Mlliyet Milliyet Blog Milliyet Blog
 
Facebook Connect
Blog Kategorileri
 

29 Haziran '06

 
Kategori
Eğitim
 

Doğa ve eğitim

Doğa ve eğitim
 

Bahar bitince bozkırlar sararır. Bin bir çiçekli, yeşil örtülerini çıkarırlar üzerlerinden. Çayırlar hep yeşildir. Bahar bitince yalnız kalırlar yeşillikleriyle. En üst başı soğuk bir pınarla başlar. Durmadan akan pınar suları önündeki düzlükleri yemyeşil bir ovaya dönüştürür. Yanlardan çeşitli derelerden çıkan sularla beslenen yemyeşil çayırlarda doğa canlılığın güzelliğin doruğundadır. Gündüzleri küçük bir rüzgarla dalğa dalğa yayılan görünüm bir denizi andırır. Bir dalga başka bir dalgayı izler ve alçalan yükselen yeşillikler dalğa dalğa devam eder. Kuşların, çeşitli canlıların yaşam alanı olan çayırlıkların asıl sahipleri ay ışıklı akşamlarda geceye bir senfoni sunan kurbağalardır. Bu uzayıp giden, düzlükleri kaplayan yemyeşil çayırlıklarda varaklayan sesler ile gündüzler sizin olsun, geceler bizimdir dercesine zevkle yaşarlar diz boyu otlar içinde özgürce. Onların sesine bazen rüzgarın vınlayıp azalan sesi katılır.

Düzlükleri yemyeşil bir ovaya dönüştüren çayırların bitiminden başlayan dere boylarında söğüt ve kavak ağaçları devam ettirir yeşillikleri. Yüksek yamaçlardaki ormanlar tarlalarda tek tük görülen; elma, armut, ahlat, alıç ağaçları meyvelerini bizler için oluştururlar. Yüksek kayaların sarp tepelerine yerleşen kartallar geniş kanatları ile bir kalkar bir inerler yeşillikler içine.
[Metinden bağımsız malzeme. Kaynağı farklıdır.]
//! Connection parameters

use std::time::Duration;

use crate::control::variable_header::ConnectFlags;
use crate::error::ValidationError;

/// Longest client identifier every 3.1.1 broker must accept
pub const MAX_CLIENT_IDENTIFIER_LENGTH: usize = 23;

pub const DEFAULT_KEEP_ALIVE: u16 = 60;

/// Everything needed to open a session. Fixed once the session is open.
///
/// ```rust
/// use std::time::Duration;
/// use mqtt_lockstep::ConnectionParameters;
///
/// let params = ConnectionParameters::new("localhost", 1883, "this_is_a_test")
///     .keep_alive(30)
///     .read_timeout(Some(Duration::from_secs(5)));
/// assert!(params.validate().is_ok());
/// ```
#[derive(Debug, Clone, Eq, PartialEq)]
pub struct ConnectionParameters {
    host: String,
    port: u16,
    client_identifier: String,
    flags: ConnectFlags,
    keep_alive: u16,
    read_timeout: Option<Duration>,
    write_timeout: Option<Duration>,
}

impl ConnectionParameters {
    pub fn new<H, C>(host: H, port: u16, client_identifier: C) -> ConnectionParameters
    where
        H: Into<String>,
        C: Into<String>,
    {
        let mut flags = ConnectFlags::empty();
        flags.clean_session = true;

        ConnectionParameters {
            host: host.into(),
            port,
            client_identifier: client_identifier.into(),
            flags,
            keep_alive: DEFAULT_KEEP_ALIVE,
            read_timeout: None,
            write_timeout: None,
        }
    }

    pub fn clean_session(mut self, clean_session: bool) -> ConnectionParameters {
        self.flags.clean_session = clean_session;
        self
    }

    /// Keep-alive interval in seconds, 0 disables it
    pub fn keep_alive(mut self, secs: u16) -> ConnectionParameters {
        self.keep_alive = secs;
        self
    }

    /// Replaces every connect flag, clean session included
    pub fn connect_flags(mut self, flags: ConnectFlags) -> ConnectionParameters {
        self.flags = flags;
        self
    }

    pub fn read_timeout(mut self, timeout: Option<Duration>) -> ConnectionParameters {
        self.read_timeout = timeout;
        self
    }

    pub fn write_timeout(mut self, timeout: Option<Duration>) -> ConnectionParameters {
        self.write_timeout = timeout;
        self
    }

    pub fn host(&self) -> &str {
        &self.host
    }

    pub fn port(&self) -> u16 {
        self.port
    }

    pub fn client_identifier(&self) -> &str {
        &self.client_identifier
    }

    pub fn flags(&self) -> ConnectFlags {
        self.flags
    }

    pub fn keep_alive_secs(&self) -> u16 {
        self.keep_alive
    }

    pub fn read_timeout_duration(&self) -> Option<Duration> {
        self.read_timeout
    }

    pub fn write_timeout_duration(&self) -> Option<Duration> {
        self.write_timeout
    }

    /// Checks the parameters without touching the network
    pub fn validate(&self) -> Result<(), ValidationError> {
        if self.host.is_empty() {
            return Err(ValidationError::EmptyHost);
        }

        let len = self.client_identifier.len();
        if len == 0 || len > MAX_CLIENT_IDENTIFIER_LENGTH {
            return Err(ValidationError::ClientIdentifierLength(len));
        }

        if self.flags.announces_extra_payload() || self.flags.reserved {
            return Err(ValidationError::UnsupportedConnectFlags(self.flags.to_u8()));
        }

        Ok(())
    }
}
Ayça ile Ahmet’i daracık bir sokakta tanıdım. Okuldan yeni gelmişler. Apartmanların gölgesinde oynamaya çalışıyorlar. Araba geçerken duvara yapışırcasına kenara çekiliyorlar. Sormak bile istemiyorum. Ne çayır görmüşler, ne armut toplamışlar dallardan. Rüzgarın sesi rüyalarında bile esmemiş hiç. Ay ışığında sırt üstü yatıp toprağa, yıldızları saymak onlar için hala bir hayal. Oluklara akan soğuk pınar sularını avuçlayıp küçücük parmaklarının arasından sızdırmadan içmeleri pek yakın görünmüyor. Böyle giderse, içinde yaşadıkları doğa; Ayçaların, Ahmetlerin belleklerinde hiç konuk olamayacak. Dünyaları da daracık sokaklar gibi kalacak. Ne gökyüzünün masmavi sonsuzluğuna, ne alabildiğine uzayıp giden çayırların yeşilliklerine , ne yüksek yalçın kayalıklardan kalkan kartalların yükselişine tanık olacaklar.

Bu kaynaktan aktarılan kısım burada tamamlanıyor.